Arrived in Lome!

19 05 2012

Hi everyone!

I have been in Togo, a small country on the western coast of Africa, for less than 24 hours and am already intrigued by the bustling city of Lome. Last night we had our first dinner in the heart of the city, sitting at a table on the side of the street and munching on freshly roasted chicken and Togolese salad (deduced to consist of lettuce, spaghetti, beets, hard boiled eggs) bought from nearby stands. It was the perfect opportunity to soak in the sights, smells and tastes of the city I will be living in for the next eight weeks!

For those of you who don’t know me, my name is Kelly Andrejko and I am a rising junior, pre-med and studying neuroscience and global health at Duke. Thanks to generous grants from DGHI and the Duke Center for International Studies,  I will be spending the next eight weeks in Lome- residing with a host family, and conducting research on the prevalence of traditional medicines in Lome in conjunction with shadowing in a local hospital.

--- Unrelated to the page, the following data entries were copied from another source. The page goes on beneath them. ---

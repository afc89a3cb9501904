use thiserror::Error;

pub use crate::device::DeviceError;
pub use crate::profile::CompileError;
pub use crate::report::DecodeError;
pub use crate::sink::SinkError;
pub use crate::vdf::ParseError;

/// Top-level error type returned by `main`.
///
/// Each variant maps to one of the exit codes in spec.md §6: device errors
/// exit 2, profile errors (VDF parse or compile) exit 3, anything else
/// (daemon/IO) exits 1.
#[derive(Error, Debug)]
pub enum Error {
	#[error("controller device error: {0}")]
	Device(#[from] DeviceError),

	#[error("virtual input sink error: {0}")]
	Sink(#[from] SinkError),

	#[error("failed to parse profile: {0}")]
	ProfileParse(#[from] ParseError),

	#[error("failed to compile profile: {0}")]
	ProfileCompile(#[from] CompileError),

	#[error("daemon error: {0}")]
	Daemon(String),

	#[error("configuration error: {0}")]
	Config(String),

	#[error("I/O error: {0}")]
	Io(#[from] std::io::Error),
}

impl Error {
	/// Process exit code per spec.md §6.
	pub fn exit_code(&self) -> i32 {
		match self {
			Error::Device(_) | Error::Sink(_) => 2,
			Error::ProfileParse(_) | Error::ProfileCompile(_) => 3,
			Error::Daemon(_) | Error::Config(_) | Error::Io(_) => 1,
		}
	}
}
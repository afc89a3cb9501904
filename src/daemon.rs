//! Process lifecycle (spec.md §6 `start`/`stop`/`restart`/`debug`),
//! grounded on `original_source/src/daemon.py`'s generic double-fork daemon
//! base class, rebuilt on top of the `daemonize` and `nix` crates instead of
//! hand-rolled `fork()`/`setsid()` calls.

use std::fs;
use std::path::{Path, PathBuf};
use std::time::Duration;

use daemonize::Daemonize;
use nix::sys::signal::{self, Signal};
use nix::unistd::Pid;
use thiserror::Error;

#[derive(Error, Debug)]
pub enum DaemonError {
	#[error("failed to daemonize: {0}")]
	Fork(#[from] daemonize::Error),
	#[error("failed to read PID file {0:?}: {1}")]
	ReadPidFile(PathBuf, std::io::Error),
	#[error("PID file {0:?} does not contain a valid process id")]
	MalformedPidFile(PathBuf),
	#[error("failed to signal process {0}: {1}")]
	Signal(i32, nix::Error),
}

/// How long `stop` polls for the process to actually exit before giving up
/// and reporting success anyway (the teacher's Python base class polls
/// forever; this bounds it instead, matching spec.md §5's "no suspension
/// point may be unbounded" guidance for anything outside the hot path too).
const STOP_POLL_INTERVAL: Duration = Duration::from_millis(100);
const STOP_POLL_ATTEMPTS: u32 = 50;

/// Fork into the background (spec.md §6 `start`): double-fork, `setsid`,
/// `chdir("/")`, redirect stdio to `/dev/null`, and write `pid_file`.
///
/// Must be called before any threads are spawned and before the USB handle
/// or virtual-input devices are opened, since forking after acquiring
/// kernel resources would hand the child stale file descriptors.
pub fn daemonize(pid_file: &Path) -> Result<(), DaemonError> {
	Daemonize::new()
		.pid_file(pid_file)
		.chown_pid_file(true)
		.working_directory("/")
		.start()?;
	Ok(())
}

/// Send SIGTERM to the process named in `pid_file` and wait for it to exit
/// (spec.md §6 `stop`). Not an error if no PID file exists — matching the
/// teacher's Python base class, stopping an already-stopped daemon is a
/// no-op rather than a failure, since `restart` relies on that.
pub fn stop(pid_file: &Path) -> Result<(), DaemonError> {
	let pid = match read_pid(pid_file) {
		Ok(pid) => pid,
		Err(DaemonError::ReadPidFile(_, _)) => return Ok(()),
		Err(e) => return Err(e),
	};

	let target = Pid::from_raw(pid);
	for _ in 0..STOP_POLL_ATTEMPTS {
		match signal::kill(target, Signal::SIGTERM) {
			Ok(()) => std::thread::sleep(STOP_POLL_INTERVAL),
			Err(nix::Error::ESRCH) => {
				let _ = fs::remove_file(pid_file);
				return Ok(());
			},
			Err(e) => return Err(DaemonError::Signal(pid, e)),
		}
	}
	Ok(())
}

fn read_pid(pid_file: &Path) -> Result<i32, DaemonError> {
	let text =
		fs::read_to_string(pid_file).map_err(|e| DaemonError::ReadPidFile(pid_file.to_path_buf(), e))?;
	text.trim()
		.parse()
		.map_err(|_| DaemonError::MalformedPidFile(pid_file.to_path_buf()))
}

#[cfg(test)]
mod tests {
	use super::*;
	use std::io::Write;

	#[test]
	fn stop_on_a_missing_pid_file_is_a_no_op() {
		let missing = PathBuf::from("/tmp/steamctld-test-missing-pidfile-does-not-exist.pid");
		assert!(stop(&missing).is_ok());
	}

	#[test]
	fn read_pid_rejects_malformed_content() {
		let mut file = tempfile::NamedTempFile::new().unwrap();
		write!(file, "not-a-pid").unwrap();
		let err = read_pid(file.path()).unwrap_err();
		assert!(matches!(err, DaemonError::MalformedPidFile(_)));
	}

	#[test]
	fn read_pid_parses_a_well_formed_file() {
		let mut file = tempfile::NamedTempFile::new().unwrap();
		write!(file, "4242\n").unwrap();
		assert_eq!(read_pid(file.path()).unwrap(), 4242);
	}
}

Duke students in the past have already demonstrated the overwhelming presence of traditional medicines in the northern rural villages of Togo; with the seasonal north-south migration of peoples, it is not unexpected many of the northern medical traditions will flow into the city as well.  However, as there is also more proximate access to biomedical healthcare facilities, such as the hospital I will be working in, it has not been determined how often residents in Lome seek biomedical care versus care from traditional healers.  There are many different ways to approach this project: What percentage of care is received from a doctor versus a healer? What relationships exist between patients and their doctors/healers? What symptoms provoke a visit to the hospital instead of a healer? What are the payment methods involved in the two systems of care? What relationships exist between culture and treatment? I’ll be sure to have my hands full! At the end of my project, I intend to present my findings to the doctors and healers I have been communicating with, hoping that my data will help them better understand and treat their patients.

Due to the slower internet in the cafe’s here, I am unsure of how often I will be able to post on the blog, but I will try my best to keep those of you interested posted on my project.

Au Revoir!





One response

30 05 2012
Jordan Gulli

It’s Jordan!!!! I’m creeping on your blog right now. Sounds fun. Hows the host family?